*SOURCE MATERIAL*
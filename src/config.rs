//! Server configuration read from `CLASSIFIER_*` environment variables.

use std::path::PathBuf;
use std::str::FromStr;

use crate::error::ConfigError;

pub const DEFAULT_HOST: &str = "127.0.0.1";
pub const DEFAULT_PORT: u16 = 8080;
pub const DEFAULT_MODEL_PATH: &str = "model/animal.onnx";
pub const DEFAULT_MAX_UPLOAD_BYTES: usize = 10 * 1024 * 1024;

#[derive(Debug, Clone, PartialEq)]
pub struct ServerConfig {
    pub host: String,
    pub port: u16,
    pub model_path: PathBuf,
    /// Labels file, one per line. The built-in set is used when unset.
    pub labels_path: Option<PathBuf>,
    pub max_upload_bytes: usize,
    /// Worker threads; actix picks one per core when unset.
    pub workers: Option<usize>,
}

impl Default for ServerConfig {
    fn default() -> Self {
        Self {
            host: DEFAULT_HOST.to_string(),
            port: DEFAULT_PORT,
            model_path: PathBuf::from(DEFAULT_MODEL_PATH),
            labels_path: None,
            max_upload_bytes: DEFAULT_MAX_UPLOAD_BYTES,
            workers: None,
        }
    }
}

impl ServerConfig {
    pub fn from_env() -> Result<Self, ConfigError> {
        Self::from_lookup(|key| std::env::var(key).ok())
    }

    /// Builds the config from any key lookup, falling back to defaults for
    /// missing keys.
    pub fn from_lookup<F>(lookup: F) -> Result<Self, ConfigError>
    where
        F: Fn(&str) -> Option<String>,
    {
        let defaults = Self::default();
        Ok(Self {
            host: lookup("CLASSIFIER_HOST").unwrap_or(defaults.host),
            port: parse(&lookup, "CLASSIFIER_PORT", "a port number")?.unwrap_or(defaults.port),
            model_path: lookup("CLASSIFIER_MODEL_PATH")
                .map(PathBuf::from)
                .unwrap_or(defaults.model_path),
            labels_path: lookup("CLASSIFIER_LABELS_PATH")
                .filter(|p| !p.trim().is_empty())
                .map(PathBuf::from),
            max_upload_bytes: parse(&lookup, "CLASSIFIER_MAX_UPLOAD_BYTES", "a byte count")?
                .unwrap_or(defaults.max_upload_bytes),
            workers: parse(&lookup, "CLASSIFIER_WORKERS", "a positive worker count")?
                .filter(|w| *w > 0),
        })
    }

    pub fn bind_addr(&self) -> (&str, u16) {
        (self.host.as_str(), self.port)
    }
}

fn parse<T, F>(lookup: &F, key: &'static str, expected: &'static str) -> Result<Option<T>, ConfigError>
where
    T: FromStr,
    F: Fn(&str) -> Option<String>,
{
    match lookup(key) {
        None => Ok(None),
        Some(value) => value
            .trim()
            .parse()
            .map(Some)
            .map_err(|_| ConfigError::Invalid {
                key,
                value,
                expected,
            }),
    }
}

#[cfg(test)]
mod tests {
    use super::*;
    use std::collections::HashMap;

    fn lookup(pairs: &[(&str, &str)]) -> impl Fn(&str) -> Option<String> {
        let map: HashMap<String, String> = pairs
            .iter()
            .map(|(k, v)| (k.to_string(), v.to_string()))
            .collect();
        move |key| map.get(key).cloned()
    }

    #[test]
    fn defaults_when_nothing_is_set() {
        let config = ServerConfig::from_lookup(lookup(&[])).unwrap();
        assert_eq!(config, ServerConfig::default());
        assert_eq!(config.bind_addr(), ("127.0.0.1", 8080));
    }

    #[test]
    fn overrides_are_applied() {
        let config = ServerConfig::from_lookup(lookup(&[
            ("CLASSIFIER_HOST", "0.0.0.0"),
            ("CLASSIFIER_PORT", " 9000 "),
            ("CLASSIFIER_MODEL_PATH", "/srv/model.onnx"),
            ("CLASSIFIER_LABELS_PATH", "/srv/labels.txt"),
            ("CLASSIFIER_MAX_UPLOAD_BYTES", "2048"),
            ("CLASSIFIER_WORKERS", "4"),
        ]))
        .unwrap();

        assert_eq!(config.bind_addr(), ("0.0.0.0", 9000));
        assert_eq!(config.model_path, PathBuf::from("/srv/model.onnx"));
        assert_eq!(config.labels_path, Some(PathBuf::from("/srv/labels.txt")));
        assert_eq!(config.max_upload_bytes, 2048);
        assert_eq!(config.workers, Some(4));
    }

    #[test]
    fn invalid_port_is_rejected() {
        let err = ServerConfig::from_lookup(lookup(&[("CLASSIFIER_PORT", "eighty")])).unwrap_err();
        assert!(err.to_string().contains("CLASSIFIER_PORT"));
    }

    #[test]
    fn zero_workers_means_default() {
        let config = ServerConfig::from_lookup(lookup(&[("CLASSIFIER_WORKERS", "0")])).unwrap();
        assert_eq!(config.workers, None);
    }
}
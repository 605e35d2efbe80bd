use assert_cmd::Command;
use predicates::str::contains;
use std::error::Error;
use std::fs;
use tempfile::tempdir;

fn camsync_cmd() -> Command {
    Command::cargo_bin("camsync").expect("Failed to find camsync binary")
}

#[test]
fn test_help_lists_subcommands() -> Result<(), Box<dyn Error>> {
    camsync_cmd()
        .arg("--help")
        .assert()
        .success()
        .stdout(contains("preprocess"))
        .stdout(contains("calibrate"))
        .stdout(contains("process"));
    Ok(())
}

#[test]
fn test_missing_workspace_argument_is_rejected() -> Result<(), Box<dyn Error>> {
    camsync_cmd()
        .arg("process")
        .assert()
        .failure()
        .stderr(contains("--workspace"));
    Ok(())
}

#[test]
fn test_non_existent_workspace() -> Result<(), Box<dyn Error>> {
    camsync_cmd()
        .arg("preprocess")
        .arg("--workspace")
        .arg("surely/this/does/not/exist")
        .assert()
        .failure()
        .stderr(contains("Invalid workspace path"));
    Ok(())
}

#[test]
fn test_preprocess_empty_workspace_succeeds() -> Result<(), Box<dyn Error>> {
    let workspace = tempdir()?;
    fs::write(workspace.path().join("config.json"), "{}")?;

    camsync_cmd()
        .arg("preprocess")
        .arg("--workspace")
        .arg(workspace.path())
        .arg("--skip-pose")
        .assert()
        .success();

    // Lock is released on exit
    assert!(!workspace.path().join(".camsync.lock").exists());
    Ok(())
}

#[test]
fn test_log_file_written_to_log_dir() -> Result<(), Box<dyn Error>> {
    let workspace = tempdir()?;
    let logs = tempdir()?;
    fs::write(workspace.path().join("config.json"), "{}")?;

    camsync_cmd()
        .arg("process")
        .arg("--workspace")
        .arg(workspace.path())
        .arg("--log-dir")
        .arg(logs.path())
        .assert()
        .success();

    let names: Vec<String> = fs::read_dir(logs.path())?
        .filter_map(|e| e.ok())
        .map(|e| e.file_name().to_string_lossy().into_owned())
        .collect();
    assert!(names.iter().any(|n| n.starts_with("camsync_process_") && n.ends_with(".log")));
    Ok(())
}

#[test]
fn test_held_lock_refuses_second_run() -> Result<(), Box<dyn Error>> {
    let workspace = tempdir()?;
    fs::write(workspace.path().join("config.json"), "{}")?;
    fs::write(workspace.path().join(".camsync.lock"), "pid=1\n")?;

    camsync_cmd()
        .arg("calibrate")
        .arg("--workspace")
        .arg(workspace.path())
        .assert()
        .failure()
        .stderr(contains("locked"));

    // Someone else's lock is left alone
    assert!(workspace.path().join(".camsync.lock").exists());
    Ok(())
}

#[test]
fn test_invalid_config_is_reported() -> Result<(), Box<dyn Error>> {
    let workspace = tempdir()?;
    fs::write(workspace.path().join("config.json"), "{ not json")?;

    camsync_cmd()
        .arg("process")
        .arg("--workspace")
        .arg(workspace.path())
        .assert()
        .failure()
        .stderr(contains("Cannot parse"));
    Ok(())
}

#[test]
fn test_explicit_config_path_is_used() -> Result<(), Box<dyn Error>> {
    let workspace = tempdir()?;
    let elsewhere = tempdir()?;
    let config = elsewhere.path().join("custom.json");
    fs::write(&config, "{ broken")?;

    camsync_cmd()
        .arg("--config")
        .arg(&config)
        .arg("process")
        .arg("--workspace")
        .arg(workspace.path())
        .assert()
        .failure()
        .stderr(contains("custom.json"));
    Ok(())
}

#[test]
fn test_invalid_retry_policy_is_rejected() -> Result<(), Box<dyn Error>> {
    let workspace = tempdir()?;
    let config = serde_json::json!({
        "retry": { "step": 5, "max_attempts": 3, "max_reprojection_error_threshold": 10 }
    });
    fs::write(workspace.path().join("config.json"), config.to_string())?;

    camsync_cmd()
        .arg("process")
        .arg("--workspace")
        .arg(workspace.path())
        .assert()
        .failure()
        .stderr(contains("Invalid configuration"));
    Ok(())
}
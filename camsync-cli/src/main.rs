// ============================================================================
// camsync-cli/src/main.rs
// ============================================================================
//
// MAIN ENTRY POINT: camsync command-line application
//
// Parses arguments, sets up logging, takes the workspace lock, runs the
// requested subcommand and reports the outcome on the console and, when a
// topic is configured, through ntfy.
//
// Exit codes: 0 on success, 1 on a fatal error or when any unit of work
// failed.

use camsync_cli::commands::resolve_workspace;
use camsync_cli::logging::{init_logging, log_file_path};
use camsync_cli::{
    Cli, CliResult, Commands, RunContext, run_calibrate, run_preprocess, run_process,
};
use camsync_core::notifications::{
    NotificationSender, NotificationType, NtfyNotificationSender, NullNotificationSender, hostname,
};
use camsync_core::{BatchReport, CoreError, WorkspaceLock, terminal};

use clap::Parser;
use log::{debug, warn};

use std::fs;
use std::path::Path;
use std::process;
use std::time::Instant;

fn main() {
    let cli = Cli::parse();
    if let Err(e) = run(cli) {
        // Errors raised before the logger exists go straight to stderr
        if log::max_level() == log::LevelFilter::Off {
            eprintln!("Error: {}", e);
        } else {
            terminal::print_error("Error", &e.to_string(), None);
        }
        process::exit(1);
    }
}

fn run(cli: Cli) -> CliResult<()> {
    let command = cli.command.name();
    let workspace = resolve_workspace(&cli.command.workspace_args().workspace)?;

    let log_dir = cli.log_dir.clone().unwrap_or_else(|| workspace.clone());
    fs::create_dir_all(&log_dir).map_err(|e| {
        CoreError::PathError(format!(
            "Failed to create log directory '{}': {}",
            log_dir.display(),
            e
        ))
    })?;
    let log_file = log_file_path(&log_dir, command);
    init_logging(cli.verbose, &log_file)?;

    terminal::print_section(&format!("CAMSYNC {}", command.to_uppercase()));
    terminal::print_status("Workspace", &workspace.display().to_string(), false);
    terminal::print_status("Log file", &log_file.display().to_string(), false);
    debug!("Run started: {}", chrono::Local::now());

    let notifier: Box<dyn NotificationSender> = match cli.ntfy.as_deref() {
        Some(topic) => Box::new(NtfyNotificationSender::new(topic)?),
        None => Box::new(NullNotificationSender),
    };

    let _lock = WorkspaceLock::acquire(&workspace)?;
    let start = Instant::now();
    notify(
        notifier.as_ref(),
        NotificationType::RunStarted {
            command: command.to_string(),
            workspace: workspace.clone(),
            hostname: hostname(),
        },
    );

    match execute(&cli, &workspace) {
        Ok(report) => {
            notify(
                notifier.as_ref(),
                NotificationType::RunComplete {
                    command: command.to_string(),
                    workspace: workspace.clone(),
                    summary: report.to_string(),
                    failures: report.failed.len(),
                    duration: start.elapsed(),
                    hostname: hostname(),
                },
            );
            terminal::print_status(
                "Total time",
                &camsync_core::format_duration(start.elapsed().as_secs_f64()),
                true,
            );
            summarize(&report)
        }
        Err(e) => {
            notify(
                notifier.as_ref(),
                NotificationType::RunError {
                    command: command.to_string(),
                    workspace: workspace.clone(),
                    message: e.to_string(),
                    hostname: hostname(),
                },
            );
            Err(e)
        }
    }
}

fn execute(cli: &Cli, workspace: &Path) -> CliResult<BatchReport> {
    let ctx = RunContext::load(workspace, cli.config.as_deref())?;
    match &cli.command {
        Commands::Preprocess(args) => run_preprocess(&ctx, args),
        Commands::Calibrate(_) => run_calibrate(&ctx),
        Commands::Process(_) => run_process(&ctx),
    }
}

fn summarize(report: &BatchReport) -> CliResult<()> {
    if report.is_success() {
        terminal::print_success(&format!("Run finished: {}", report));
        Ok(())
    } else {
        Err(CoreError::OperationFailed(format!(
            "{} unit(s) of work failed ({})",
            report.failed.len(),
            report
        )))
    }
}

fn notify(sender: &dyn NotificationSender, notification: NotificationType) {
    if let Err(e) = sender.send_notification(&notification) {
        warn!("Failed to send notification: {}", e);
    }
}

*TASK DESCRIPTION*
Gather each line of the listing that holds the string "write".

*EXERCISE SOLUTION*
    fs::write(workspace.path().join("config.json"), "{}")?;
    fs::write(workspace.path().join("config.json"), "{}")?;
    fs::write(workspace.path().join("config.json"), "{}")?;
    fs::write(workspace.path().join(".camsync.lock"), "pid=1\n")?;
    fs::write(workspace.path().join("config.json"), "{ not json")?;
    fs::write(&config, "{ broken")?;
    fs::write(workspace.path().join("config.json"), config.to_string())?;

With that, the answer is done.